Work request: What follows is a listing to be transcribed exactly.
Segment Open
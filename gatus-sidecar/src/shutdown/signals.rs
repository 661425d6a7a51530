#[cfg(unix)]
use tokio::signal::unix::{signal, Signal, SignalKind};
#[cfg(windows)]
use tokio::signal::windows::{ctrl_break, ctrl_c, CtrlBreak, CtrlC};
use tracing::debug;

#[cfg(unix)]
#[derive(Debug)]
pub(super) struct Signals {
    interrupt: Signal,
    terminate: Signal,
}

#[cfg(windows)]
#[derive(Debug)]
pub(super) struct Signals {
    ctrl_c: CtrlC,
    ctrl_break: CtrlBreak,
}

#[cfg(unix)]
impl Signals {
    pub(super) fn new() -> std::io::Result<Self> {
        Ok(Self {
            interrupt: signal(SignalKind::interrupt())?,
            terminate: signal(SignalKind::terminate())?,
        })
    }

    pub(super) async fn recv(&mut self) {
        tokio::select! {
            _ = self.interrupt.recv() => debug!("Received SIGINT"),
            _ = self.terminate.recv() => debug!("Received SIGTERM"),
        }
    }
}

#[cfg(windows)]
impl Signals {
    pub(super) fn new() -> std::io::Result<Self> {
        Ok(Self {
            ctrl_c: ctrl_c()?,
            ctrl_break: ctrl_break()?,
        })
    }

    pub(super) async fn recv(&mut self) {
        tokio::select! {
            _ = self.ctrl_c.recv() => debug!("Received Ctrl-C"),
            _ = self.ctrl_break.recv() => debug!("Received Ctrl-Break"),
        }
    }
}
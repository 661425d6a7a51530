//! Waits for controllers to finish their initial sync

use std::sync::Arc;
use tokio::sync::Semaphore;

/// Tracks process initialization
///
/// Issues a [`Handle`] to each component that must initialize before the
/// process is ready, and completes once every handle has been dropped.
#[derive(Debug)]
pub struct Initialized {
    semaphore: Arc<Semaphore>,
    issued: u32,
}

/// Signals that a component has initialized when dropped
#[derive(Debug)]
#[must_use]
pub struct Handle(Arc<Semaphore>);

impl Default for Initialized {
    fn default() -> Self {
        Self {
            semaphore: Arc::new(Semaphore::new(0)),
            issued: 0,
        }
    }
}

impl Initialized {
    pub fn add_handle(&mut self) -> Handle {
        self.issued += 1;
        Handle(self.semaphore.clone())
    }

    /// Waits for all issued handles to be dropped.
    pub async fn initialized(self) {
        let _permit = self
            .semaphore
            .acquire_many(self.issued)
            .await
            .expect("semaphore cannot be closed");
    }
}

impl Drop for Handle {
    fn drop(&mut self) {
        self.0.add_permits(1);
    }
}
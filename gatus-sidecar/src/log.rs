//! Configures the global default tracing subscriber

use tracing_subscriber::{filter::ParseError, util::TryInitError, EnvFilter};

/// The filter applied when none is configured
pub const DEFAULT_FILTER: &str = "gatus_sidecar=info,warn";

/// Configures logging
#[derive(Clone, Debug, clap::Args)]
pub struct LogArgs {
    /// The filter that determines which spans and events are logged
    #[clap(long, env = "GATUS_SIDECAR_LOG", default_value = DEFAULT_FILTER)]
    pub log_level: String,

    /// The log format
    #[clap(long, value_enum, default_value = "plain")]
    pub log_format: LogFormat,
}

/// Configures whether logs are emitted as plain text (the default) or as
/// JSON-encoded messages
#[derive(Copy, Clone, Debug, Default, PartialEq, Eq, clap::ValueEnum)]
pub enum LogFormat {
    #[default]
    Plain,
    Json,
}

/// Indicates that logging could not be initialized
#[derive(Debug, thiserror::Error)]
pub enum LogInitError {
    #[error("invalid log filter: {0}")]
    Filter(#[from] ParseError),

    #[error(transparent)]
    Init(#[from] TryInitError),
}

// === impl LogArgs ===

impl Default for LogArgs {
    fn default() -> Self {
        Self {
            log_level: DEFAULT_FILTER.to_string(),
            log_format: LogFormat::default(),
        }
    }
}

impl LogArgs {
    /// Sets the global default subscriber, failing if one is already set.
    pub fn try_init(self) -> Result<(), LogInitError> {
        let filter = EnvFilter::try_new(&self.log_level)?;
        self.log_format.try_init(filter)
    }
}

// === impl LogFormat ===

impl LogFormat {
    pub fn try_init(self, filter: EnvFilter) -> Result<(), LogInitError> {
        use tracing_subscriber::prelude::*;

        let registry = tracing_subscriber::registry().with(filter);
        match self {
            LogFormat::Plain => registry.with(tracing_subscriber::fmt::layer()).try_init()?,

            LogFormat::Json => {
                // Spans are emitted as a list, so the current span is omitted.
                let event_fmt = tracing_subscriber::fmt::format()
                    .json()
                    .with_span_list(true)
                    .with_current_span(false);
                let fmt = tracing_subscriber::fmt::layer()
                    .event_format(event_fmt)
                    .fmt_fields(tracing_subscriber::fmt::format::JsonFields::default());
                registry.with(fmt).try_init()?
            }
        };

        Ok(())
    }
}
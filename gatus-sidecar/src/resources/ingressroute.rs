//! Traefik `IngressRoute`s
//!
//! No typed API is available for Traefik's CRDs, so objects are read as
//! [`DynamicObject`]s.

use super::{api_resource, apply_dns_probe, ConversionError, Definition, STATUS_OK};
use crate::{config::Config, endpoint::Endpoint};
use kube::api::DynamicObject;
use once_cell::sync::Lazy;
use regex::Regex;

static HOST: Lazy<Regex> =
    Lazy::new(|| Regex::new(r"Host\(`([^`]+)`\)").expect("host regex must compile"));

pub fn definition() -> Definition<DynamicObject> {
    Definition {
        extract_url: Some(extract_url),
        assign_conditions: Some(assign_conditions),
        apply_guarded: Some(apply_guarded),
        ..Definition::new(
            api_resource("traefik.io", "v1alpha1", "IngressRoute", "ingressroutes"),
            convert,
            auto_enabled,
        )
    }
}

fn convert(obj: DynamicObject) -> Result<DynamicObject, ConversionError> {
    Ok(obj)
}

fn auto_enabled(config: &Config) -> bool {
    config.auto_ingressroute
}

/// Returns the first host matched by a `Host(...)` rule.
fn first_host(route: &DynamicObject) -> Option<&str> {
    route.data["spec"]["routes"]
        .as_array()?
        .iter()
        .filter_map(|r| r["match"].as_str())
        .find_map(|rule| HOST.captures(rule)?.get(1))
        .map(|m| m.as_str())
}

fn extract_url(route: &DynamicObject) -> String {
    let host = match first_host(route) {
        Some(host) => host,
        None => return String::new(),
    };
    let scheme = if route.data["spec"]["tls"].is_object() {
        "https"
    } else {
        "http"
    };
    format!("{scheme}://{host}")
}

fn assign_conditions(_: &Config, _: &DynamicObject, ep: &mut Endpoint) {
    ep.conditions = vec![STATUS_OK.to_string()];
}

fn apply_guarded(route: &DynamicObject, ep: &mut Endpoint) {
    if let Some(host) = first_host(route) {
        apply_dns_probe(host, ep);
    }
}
Segment Closed
Solution:
filename gatus-sidecar/src/shutdown/signals.rs
repository 661425d6a7a51530
#[cfg(unix)]
use tokio::signal::unix::{signal, Signal, SignalKind};
#[cfg(windows)]
use tokio::signal::windows::{ctrl_break, ctrl_c, CtrlBreak, CtrlC};
use tracing::debug;

#[cfg(unix)]
#[derive(Debug)]
pub(super) struct Signals {
    interrupt: Signal,
    terminate: Signal,
}

#[cfg(windows)]
#[derive(Debug)]
pub(super) struct Signals {
    ctrl_c: CtrlC,
    ctrl_break: CtrlBreak,
}

#[cfg(unix)]
impl Signals {
    pub(super) fn new() -> std::io::Result<Self> {
        Ok(Self {
            interrupt: signal(SignalKind::interrupt())?,
            terminate: signal(SignalKind::terminate())?,
        })
    }

    pub(super) async fn recv(&mut self) {
        tokio::select! {
            _ = self.interrupt.recv() => debug!("Received SIGINT"),
            _ = self.terminate.recv() => debug!("Received SIGTERM"),
        }
    }
}

#[cfg(windows)]
impl Signals {
    pub(super) fn new() -> std::io::Result<Self> {
        Ok(Self {
            ctrl_c: ctrl_c()?,
            ctrl_break: ctrl_break()?,
        })
    }

    pub(super) async fn recv(&mut self) {
        tokio::select! {
            _ = self.ctrl_c.recv() => debug!("Received Ctrl-C"),
            _ = self.ctrl_break.recv() => debug!("Received Ctrl-Break"),
        }
    }
}
repository 661425d6a7a51530
//! Waits for controllers to finish their initial sync

use std::sync::Arc;
use tokio::sync::Semaphore;

/// Tracks process initialization
///
/// Issues a [`Handle`] to each component that must initialize before the
/// process is ready, and completes once every handle has been dropped.
#[derive(Debug)]
pub struct Initialized {
    semaphore: Arc<Semaphore>,
    issued: u32,
}

/// Signals that a component has initialized when dropped
#[derive(Debug)]
#[must_use]
pub struct Handle(Arc<Semaphore>);

impl Default for Initialized {
    fn default() -> Self {
        Self {
            semaphore: Arc::new(Semaphore::new(0)),
            issued: 0,
        }
    }
}

impl Initialized {
    pub fn add_handle(&mut self) -> Handle {
        self.issued += 1;
        Handle(self.semaphore.clone())
    }

    /// Waits for all issued handles to be dropped.
    pub async fn initialized(self) {
        let _permit = self
            .semaphore
            .acquire_many(self.issued)
            .await
            .expect("semaphore cannot be closed");
    }
}

impl Drop for Handle {
    fn drop(&mut self) {
        self.0.add_permits(1);
    }
}
filename gatus-sidecar/src/log.rs
//! Configures the global default tracing subscriber

use tracing_subscriber::{filter::ParseError, util::TryInitError, EnvFilter};

/// The filter applied when none is configured
pub const DEFAULT_FILTER: &str = "gatus_sidecar=info,warn";

/// Configures logging
#[derive(Clone, Debug, clap::Args)]
pub struct LogArgs {
    /// The filter that determines which spans and events are logged
    #[clap(long, env = "GATUS_SIDECAR_LOG", default_value = DEFAULT_FILTER)]
    pub log_level: String,

    /// The log format
    #[clap(long, value_enum, default_value = "plain")]
    pub log_format: LogFormat,
}

/// Configures whether logs are emitted as plain text (the default) or as
/// JSON-encoded messages
#[derive(Copy, Clone, Debug, Default, PartialEq, Eq, clap::ValueEnum)]
pub enum LogFormat {
    #[default]
    Plain,
    Json,
}

/// Indicates that logging could not be initialized
#[derive(Debug, thiserror::Error)]
pub enum LogInitError {
    #[error("invalid log filter: {0}")]
    Filter(#[from] ParseError),

    #[error(transparent)]
    Init(#[from] TryInitError),
}

// === impl LogArgs ===

impl Default for LogArgs {
    fn default() -> Self {
        Self {
            log_level: DEFAULT_FILTER.to_string(),
            log_format: LogFormat::default(),
        }
    }
}

impl LogArgs {
    /// Sets the global default subscriber, failing if one is already set.
    pub fn try_init(self) -> Result<(), LogInitError> {
        let filter = EnvFilter::try_new(&self.log_level)?;
        self.log_format.try_init(filter)
    }
}

// === impl LogFormat ===

impl LogFormat {
    pub fn try_init(self, filter: EnvFilter) -> Result<(), LogInitError> {
        use tracing_subscriber::prelude::*;

        let registry = tracing_subscriber::registry().with(filter);
        match self {
            LogFormat::Plain => registry.with(tracing_subscriber::fmt::layer()).try_init()?,

            LogFormat::Json => {
                // Spans are emitted as a list, so the current span is omitted.
                let event_fmt = tracing_subscriber::fmt::format()
                    .json()
                    .with_span_list(true)
                    .with_current_span(false);
                let fmt = tracing_subscriber::fmt::layer()
                    .event_format(event_fmt)
                    .fmt_fields(tracing_subscriber::fmt::format::JsonFields::default());
                registry.with(fmt).try_init()?
            }
        };

        Ok(())
    }
}
filename gatus-sidecar/src/resources/ingressroute.rs
//! Traefik `IngressRoute`s
//!
//! No typed API is available for Traefik's CRDs, so objects are read as
//! [`DynamicObject`]s.

use super::{api_resource, apply_dns_probe, ConversionError, Definition, STATUS_OK};
use crate::{config::Config, endpoint::Endpoint};
use kube::api::DynamicObject;
use once_cell::sync::Lazy;
use regex::Regex;

static HOST: Lazy<Regex> =
    Lazy::new(|| Regex::new(r"Host\(`([^`]+)`\)").expect("host regex must compile"));

pub fn definition() -> Definition<DynamicObject> {
    Definition {
        extract_url: Some(extract_url),
        assign_conditions: Some(assign_conditions),
        apply_guarded: Some(apply_guarded),
        ..Definition::new(
            api_resource("traefik.io", "v1alpha1", "IngressRoute", "ingressroutes"),
            convert,
            auto_enabled,
        )
    }
}

fn convert(obj: DynamicObject) -> Result<DynamicObject, ConversionError> {
    Ok(obj)
}

fn auto_enabled(config: &Config) -> bool {
    config.auto_ingressroute
}

/// Returns the first host matched by a `Host(...)` rule.
fn first_host(route: &DynamicObject) -> Option<&str> {
    route.data["spec"]["routes"]
        .as_array()?
        .iter()
        .filter_map(|r| r["match"].as_str())
        .find_map(|rule| HOST.captures(rule)?.get(1))
        .map(|m| m.as_str())
}

fn extract_url(route: &DynamicObject) -> String {
    let host = match first_host(route) {
        Some(host) => host,
        None => return String::new(),
    };
    let scheme = if route.data["spec"]["tls"].is_object() {
        "https"
    } else {
        "http"
    };
    format!("{scheme}://{host}")
}

fn assign_conditions(_: &Config, _: &DynamicObject, ep: &mut Endpoint) {
    ep.conditions = vec![STATUS_OK.to_string()];
}

fn apply_guarded(route: &DynamicObject, ep: &mut Endpoint) {
    if let Some(host) = first_host(route) {
        apply_dns_probe(host, ep);
    }
}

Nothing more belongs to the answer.